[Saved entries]
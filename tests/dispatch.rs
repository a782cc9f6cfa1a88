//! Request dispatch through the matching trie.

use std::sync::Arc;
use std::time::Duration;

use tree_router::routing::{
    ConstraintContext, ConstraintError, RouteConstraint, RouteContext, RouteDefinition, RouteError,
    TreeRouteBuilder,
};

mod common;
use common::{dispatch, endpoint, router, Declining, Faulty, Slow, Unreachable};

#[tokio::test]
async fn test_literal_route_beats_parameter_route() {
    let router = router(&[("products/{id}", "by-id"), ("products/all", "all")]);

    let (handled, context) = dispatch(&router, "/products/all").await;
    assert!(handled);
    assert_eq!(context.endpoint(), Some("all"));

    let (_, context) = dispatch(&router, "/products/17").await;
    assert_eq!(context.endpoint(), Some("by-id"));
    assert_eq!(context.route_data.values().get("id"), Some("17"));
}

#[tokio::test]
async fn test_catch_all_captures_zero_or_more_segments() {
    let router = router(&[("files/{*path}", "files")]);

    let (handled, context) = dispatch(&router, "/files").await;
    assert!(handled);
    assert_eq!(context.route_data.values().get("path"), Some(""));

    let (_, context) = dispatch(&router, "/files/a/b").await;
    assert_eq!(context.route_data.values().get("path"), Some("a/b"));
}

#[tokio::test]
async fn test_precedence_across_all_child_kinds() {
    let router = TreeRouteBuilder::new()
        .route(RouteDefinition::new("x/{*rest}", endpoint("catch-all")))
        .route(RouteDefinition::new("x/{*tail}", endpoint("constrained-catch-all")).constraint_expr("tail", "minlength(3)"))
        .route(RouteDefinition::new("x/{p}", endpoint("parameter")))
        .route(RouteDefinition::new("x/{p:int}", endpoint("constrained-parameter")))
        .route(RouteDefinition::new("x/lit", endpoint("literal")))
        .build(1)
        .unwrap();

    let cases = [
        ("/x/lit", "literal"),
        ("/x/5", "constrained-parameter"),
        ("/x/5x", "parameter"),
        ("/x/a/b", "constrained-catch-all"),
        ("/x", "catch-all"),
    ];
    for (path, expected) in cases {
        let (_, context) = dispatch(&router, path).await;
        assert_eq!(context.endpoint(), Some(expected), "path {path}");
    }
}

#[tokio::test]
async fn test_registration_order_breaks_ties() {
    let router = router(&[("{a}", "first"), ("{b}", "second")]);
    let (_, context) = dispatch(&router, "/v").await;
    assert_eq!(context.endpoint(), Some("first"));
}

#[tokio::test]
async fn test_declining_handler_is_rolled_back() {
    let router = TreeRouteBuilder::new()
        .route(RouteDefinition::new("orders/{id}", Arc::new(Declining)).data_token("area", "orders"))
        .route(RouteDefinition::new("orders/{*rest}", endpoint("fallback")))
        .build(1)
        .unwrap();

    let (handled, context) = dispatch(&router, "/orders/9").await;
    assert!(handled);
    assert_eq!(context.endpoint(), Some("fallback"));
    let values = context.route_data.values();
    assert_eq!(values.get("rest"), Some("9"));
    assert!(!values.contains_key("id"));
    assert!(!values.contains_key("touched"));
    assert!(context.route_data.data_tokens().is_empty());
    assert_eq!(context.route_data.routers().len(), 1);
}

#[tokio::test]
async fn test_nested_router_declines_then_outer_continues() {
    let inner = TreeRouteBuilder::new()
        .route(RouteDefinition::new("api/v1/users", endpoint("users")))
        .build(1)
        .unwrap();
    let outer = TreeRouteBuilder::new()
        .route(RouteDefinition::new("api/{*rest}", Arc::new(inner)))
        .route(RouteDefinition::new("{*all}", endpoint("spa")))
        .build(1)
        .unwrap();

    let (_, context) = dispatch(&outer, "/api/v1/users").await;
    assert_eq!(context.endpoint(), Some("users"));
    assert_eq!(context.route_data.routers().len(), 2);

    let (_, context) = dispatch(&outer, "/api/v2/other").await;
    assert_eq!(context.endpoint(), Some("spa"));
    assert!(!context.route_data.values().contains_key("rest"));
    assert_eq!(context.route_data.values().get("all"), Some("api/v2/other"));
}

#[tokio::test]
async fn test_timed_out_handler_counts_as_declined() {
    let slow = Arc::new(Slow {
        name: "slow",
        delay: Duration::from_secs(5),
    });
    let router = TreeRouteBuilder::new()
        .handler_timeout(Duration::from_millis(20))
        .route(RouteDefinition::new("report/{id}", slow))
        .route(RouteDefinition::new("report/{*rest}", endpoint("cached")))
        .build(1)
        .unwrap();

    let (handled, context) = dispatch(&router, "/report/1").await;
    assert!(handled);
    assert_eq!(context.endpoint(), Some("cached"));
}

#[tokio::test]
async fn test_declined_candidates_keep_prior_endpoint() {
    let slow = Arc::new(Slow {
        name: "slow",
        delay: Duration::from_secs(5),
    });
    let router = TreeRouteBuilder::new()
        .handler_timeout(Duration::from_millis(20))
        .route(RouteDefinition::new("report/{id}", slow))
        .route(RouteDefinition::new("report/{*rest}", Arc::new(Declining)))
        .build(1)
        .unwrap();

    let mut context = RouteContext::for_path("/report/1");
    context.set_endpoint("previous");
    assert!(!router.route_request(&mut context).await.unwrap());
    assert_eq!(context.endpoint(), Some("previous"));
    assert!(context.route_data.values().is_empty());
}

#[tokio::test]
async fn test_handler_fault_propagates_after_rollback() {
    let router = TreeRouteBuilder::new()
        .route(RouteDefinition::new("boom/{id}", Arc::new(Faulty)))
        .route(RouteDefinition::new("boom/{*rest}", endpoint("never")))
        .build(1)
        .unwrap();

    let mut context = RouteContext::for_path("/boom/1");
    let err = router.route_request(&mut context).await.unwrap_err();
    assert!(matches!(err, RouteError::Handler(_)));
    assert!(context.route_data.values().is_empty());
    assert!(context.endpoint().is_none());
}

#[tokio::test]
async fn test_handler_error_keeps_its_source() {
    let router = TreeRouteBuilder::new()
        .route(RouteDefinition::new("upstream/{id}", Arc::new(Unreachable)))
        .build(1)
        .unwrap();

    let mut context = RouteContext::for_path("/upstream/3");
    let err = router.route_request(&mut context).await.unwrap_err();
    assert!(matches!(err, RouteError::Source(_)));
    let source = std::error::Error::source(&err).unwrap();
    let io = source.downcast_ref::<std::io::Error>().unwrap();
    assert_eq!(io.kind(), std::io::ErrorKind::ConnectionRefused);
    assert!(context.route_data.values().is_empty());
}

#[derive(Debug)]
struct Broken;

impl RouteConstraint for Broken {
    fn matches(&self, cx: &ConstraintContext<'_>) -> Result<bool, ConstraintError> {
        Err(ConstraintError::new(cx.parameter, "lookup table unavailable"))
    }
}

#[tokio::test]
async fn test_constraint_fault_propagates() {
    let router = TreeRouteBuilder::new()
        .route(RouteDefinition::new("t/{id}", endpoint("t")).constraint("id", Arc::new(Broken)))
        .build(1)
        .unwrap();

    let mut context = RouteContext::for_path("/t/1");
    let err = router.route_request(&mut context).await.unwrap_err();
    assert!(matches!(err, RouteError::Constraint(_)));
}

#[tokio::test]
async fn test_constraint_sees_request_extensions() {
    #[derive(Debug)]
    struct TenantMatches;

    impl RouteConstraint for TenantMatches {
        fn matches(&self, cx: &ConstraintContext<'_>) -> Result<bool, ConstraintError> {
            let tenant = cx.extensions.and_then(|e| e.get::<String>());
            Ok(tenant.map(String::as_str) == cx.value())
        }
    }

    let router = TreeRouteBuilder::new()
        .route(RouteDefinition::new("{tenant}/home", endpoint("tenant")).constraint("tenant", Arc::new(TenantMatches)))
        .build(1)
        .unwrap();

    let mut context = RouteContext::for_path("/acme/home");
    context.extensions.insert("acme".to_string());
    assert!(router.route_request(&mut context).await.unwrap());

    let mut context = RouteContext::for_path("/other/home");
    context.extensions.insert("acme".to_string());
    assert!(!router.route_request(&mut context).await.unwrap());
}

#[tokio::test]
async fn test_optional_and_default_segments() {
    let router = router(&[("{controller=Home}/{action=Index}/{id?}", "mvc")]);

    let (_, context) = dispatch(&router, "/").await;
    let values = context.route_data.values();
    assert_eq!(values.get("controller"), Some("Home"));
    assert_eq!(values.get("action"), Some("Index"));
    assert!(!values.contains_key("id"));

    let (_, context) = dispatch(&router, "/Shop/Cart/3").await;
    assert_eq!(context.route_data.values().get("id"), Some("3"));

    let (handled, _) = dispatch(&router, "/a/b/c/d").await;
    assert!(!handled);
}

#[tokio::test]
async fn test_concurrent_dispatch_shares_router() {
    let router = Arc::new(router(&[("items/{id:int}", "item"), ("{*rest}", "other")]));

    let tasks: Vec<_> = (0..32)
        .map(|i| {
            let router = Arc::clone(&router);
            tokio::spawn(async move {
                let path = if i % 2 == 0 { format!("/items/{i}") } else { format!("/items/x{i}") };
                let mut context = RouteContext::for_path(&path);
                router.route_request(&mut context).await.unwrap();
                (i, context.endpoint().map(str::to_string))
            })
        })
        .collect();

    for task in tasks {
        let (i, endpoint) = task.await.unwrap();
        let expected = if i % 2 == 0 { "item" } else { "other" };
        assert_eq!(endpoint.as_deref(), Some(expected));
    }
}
--
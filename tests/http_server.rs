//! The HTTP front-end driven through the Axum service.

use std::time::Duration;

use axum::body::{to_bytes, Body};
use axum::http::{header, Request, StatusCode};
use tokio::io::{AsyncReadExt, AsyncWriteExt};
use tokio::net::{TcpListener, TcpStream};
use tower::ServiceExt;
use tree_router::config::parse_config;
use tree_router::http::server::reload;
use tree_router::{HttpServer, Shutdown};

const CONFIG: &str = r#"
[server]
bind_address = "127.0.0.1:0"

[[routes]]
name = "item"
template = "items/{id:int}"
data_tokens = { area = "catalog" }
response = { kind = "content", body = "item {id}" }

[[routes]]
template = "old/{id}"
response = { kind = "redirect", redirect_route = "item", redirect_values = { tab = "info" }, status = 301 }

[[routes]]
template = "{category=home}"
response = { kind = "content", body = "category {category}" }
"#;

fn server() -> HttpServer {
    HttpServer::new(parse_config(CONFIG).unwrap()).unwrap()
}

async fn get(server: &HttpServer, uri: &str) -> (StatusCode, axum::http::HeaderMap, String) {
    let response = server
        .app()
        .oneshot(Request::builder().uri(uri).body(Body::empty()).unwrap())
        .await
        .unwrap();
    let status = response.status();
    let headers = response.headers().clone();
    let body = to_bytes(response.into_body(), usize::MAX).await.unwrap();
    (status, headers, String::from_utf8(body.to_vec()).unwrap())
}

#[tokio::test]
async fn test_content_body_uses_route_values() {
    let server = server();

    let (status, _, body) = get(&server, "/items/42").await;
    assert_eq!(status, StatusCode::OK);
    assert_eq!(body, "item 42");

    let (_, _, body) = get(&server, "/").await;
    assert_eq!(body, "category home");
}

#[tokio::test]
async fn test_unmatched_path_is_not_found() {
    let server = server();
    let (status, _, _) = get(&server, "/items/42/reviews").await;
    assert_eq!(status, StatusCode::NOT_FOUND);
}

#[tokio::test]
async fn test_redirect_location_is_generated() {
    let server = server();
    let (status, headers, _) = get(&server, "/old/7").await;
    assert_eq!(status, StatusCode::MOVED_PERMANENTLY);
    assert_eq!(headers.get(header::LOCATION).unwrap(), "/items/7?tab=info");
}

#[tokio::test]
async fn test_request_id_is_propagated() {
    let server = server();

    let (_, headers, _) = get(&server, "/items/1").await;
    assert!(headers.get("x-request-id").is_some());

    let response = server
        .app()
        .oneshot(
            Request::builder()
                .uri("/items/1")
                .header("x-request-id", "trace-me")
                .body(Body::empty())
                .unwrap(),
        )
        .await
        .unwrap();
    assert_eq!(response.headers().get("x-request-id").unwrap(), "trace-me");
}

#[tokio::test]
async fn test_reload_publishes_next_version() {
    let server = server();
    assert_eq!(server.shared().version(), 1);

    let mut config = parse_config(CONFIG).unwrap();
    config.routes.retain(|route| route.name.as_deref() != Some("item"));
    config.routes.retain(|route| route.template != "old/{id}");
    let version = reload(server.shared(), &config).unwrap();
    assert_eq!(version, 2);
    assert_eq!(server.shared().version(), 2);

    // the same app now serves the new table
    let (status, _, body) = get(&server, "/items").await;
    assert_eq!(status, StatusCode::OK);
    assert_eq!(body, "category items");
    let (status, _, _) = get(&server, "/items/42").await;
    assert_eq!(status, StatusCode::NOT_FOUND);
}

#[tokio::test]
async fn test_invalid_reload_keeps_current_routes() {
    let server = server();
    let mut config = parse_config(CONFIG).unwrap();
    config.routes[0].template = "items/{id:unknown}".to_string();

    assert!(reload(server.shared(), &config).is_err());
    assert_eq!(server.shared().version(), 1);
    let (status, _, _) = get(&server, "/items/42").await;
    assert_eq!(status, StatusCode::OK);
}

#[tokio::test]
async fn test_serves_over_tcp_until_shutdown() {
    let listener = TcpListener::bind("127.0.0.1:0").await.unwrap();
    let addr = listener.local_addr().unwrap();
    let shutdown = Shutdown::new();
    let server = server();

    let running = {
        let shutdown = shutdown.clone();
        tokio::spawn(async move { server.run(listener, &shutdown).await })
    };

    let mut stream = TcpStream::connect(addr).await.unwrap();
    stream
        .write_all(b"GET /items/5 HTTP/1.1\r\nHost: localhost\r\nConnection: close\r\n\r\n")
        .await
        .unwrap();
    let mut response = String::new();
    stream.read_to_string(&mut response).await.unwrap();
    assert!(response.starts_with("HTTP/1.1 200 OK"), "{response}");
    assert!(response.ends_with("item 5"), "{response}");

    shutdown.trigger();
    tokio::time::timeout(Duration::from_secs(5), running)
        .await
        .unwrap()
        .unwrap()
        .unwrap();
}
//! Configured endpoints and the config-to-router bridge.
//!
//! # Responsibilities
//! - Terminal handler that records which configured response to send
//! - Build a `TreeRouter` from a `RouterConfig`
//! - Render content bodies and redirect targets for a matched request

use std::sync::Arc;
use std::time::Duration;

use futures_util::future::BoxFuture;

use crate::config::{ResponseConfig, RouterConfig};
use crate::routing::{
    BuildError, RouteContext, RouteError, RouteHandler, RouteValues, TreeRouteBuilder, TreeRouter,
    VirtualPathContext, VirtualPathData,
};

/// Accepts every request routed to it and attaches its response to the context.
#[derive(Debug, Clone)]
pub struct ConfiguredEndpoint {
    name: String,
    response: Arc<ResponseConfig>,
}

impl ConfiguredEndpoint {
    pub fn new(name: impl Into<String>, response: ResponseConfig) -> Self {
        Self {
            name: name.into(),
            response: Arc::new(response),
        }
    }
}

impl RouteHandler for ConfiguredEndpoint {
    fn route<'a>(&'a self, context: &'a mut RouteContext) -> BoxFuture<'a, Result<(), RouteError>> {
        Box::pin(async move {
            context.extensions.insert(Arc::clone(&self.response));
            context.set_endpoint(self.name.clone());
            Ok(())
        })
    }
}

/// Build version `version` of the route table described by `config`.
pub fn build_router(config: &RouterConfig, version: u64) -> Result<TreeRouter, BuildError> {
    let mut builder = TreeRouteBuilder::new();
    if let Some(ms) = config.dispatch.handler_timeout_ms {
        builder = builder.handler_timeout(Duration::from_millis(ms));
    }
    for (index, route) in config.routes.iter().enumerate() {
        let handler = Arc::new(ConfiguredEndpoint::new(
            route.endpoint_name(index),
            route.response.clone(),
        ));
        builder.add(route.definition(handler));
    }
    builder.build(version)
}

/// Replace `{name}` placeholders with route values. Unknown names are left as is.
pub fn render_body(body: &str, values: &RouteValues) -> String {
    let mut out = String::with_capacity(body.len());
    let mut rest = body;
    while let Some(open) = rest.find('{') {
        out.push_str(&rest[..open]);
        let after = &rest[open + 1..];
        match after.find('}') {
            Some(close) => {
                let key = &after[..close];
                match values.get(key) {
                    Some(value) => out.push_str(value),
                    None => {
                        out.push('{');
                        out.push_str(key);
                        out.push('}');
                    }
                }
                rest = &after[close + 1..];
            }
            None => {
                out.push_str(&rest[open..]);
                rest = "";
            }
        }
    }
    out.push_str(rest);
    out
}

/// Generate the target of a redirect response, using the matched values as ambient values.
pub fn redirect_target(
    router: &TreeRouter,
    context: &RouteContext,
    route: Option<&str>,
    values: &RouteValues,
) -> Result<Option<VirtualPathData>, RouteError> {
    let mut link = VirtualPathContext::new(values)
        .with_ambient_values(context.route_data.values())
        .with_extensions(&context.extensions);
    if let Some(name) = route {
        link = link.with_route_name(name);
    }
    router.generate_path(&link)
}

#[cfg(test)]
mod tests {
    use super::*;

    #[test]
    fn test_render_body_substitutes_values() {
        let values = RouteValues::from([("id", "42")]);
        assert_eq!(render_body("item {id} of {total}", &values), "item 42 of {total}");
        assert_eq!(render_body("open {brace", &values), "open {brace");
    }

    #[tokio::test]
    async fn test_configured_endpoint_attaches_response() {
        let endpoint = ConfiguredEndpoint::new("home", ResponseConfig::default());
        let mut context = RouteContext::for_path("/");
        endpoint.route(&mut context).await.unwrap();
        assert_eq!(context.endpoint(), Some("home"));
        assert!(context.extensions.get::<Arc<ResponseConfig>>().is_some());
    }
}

### Work task
Would you retype the lines above from the one with "(status, headers, String::from_utf8(body.to_vec()).unwrap())" down to the one with "let (_, _, body)", word for word, both ends included and no other lines?

### Written answer
    (status, headers, String::from_utf8(body.to_vec()).unwrap())
}

#[tokio::test]
async fn test_content_body_uses_route_values() {
    let server = server();

    let (status, _, body) = get(&server, "/items/42").await;
    assert_eq!(status, StatusCode::OK);
    assert_eq!(body, "item 42");

    let (_, _, body) = get(&server, "/").await;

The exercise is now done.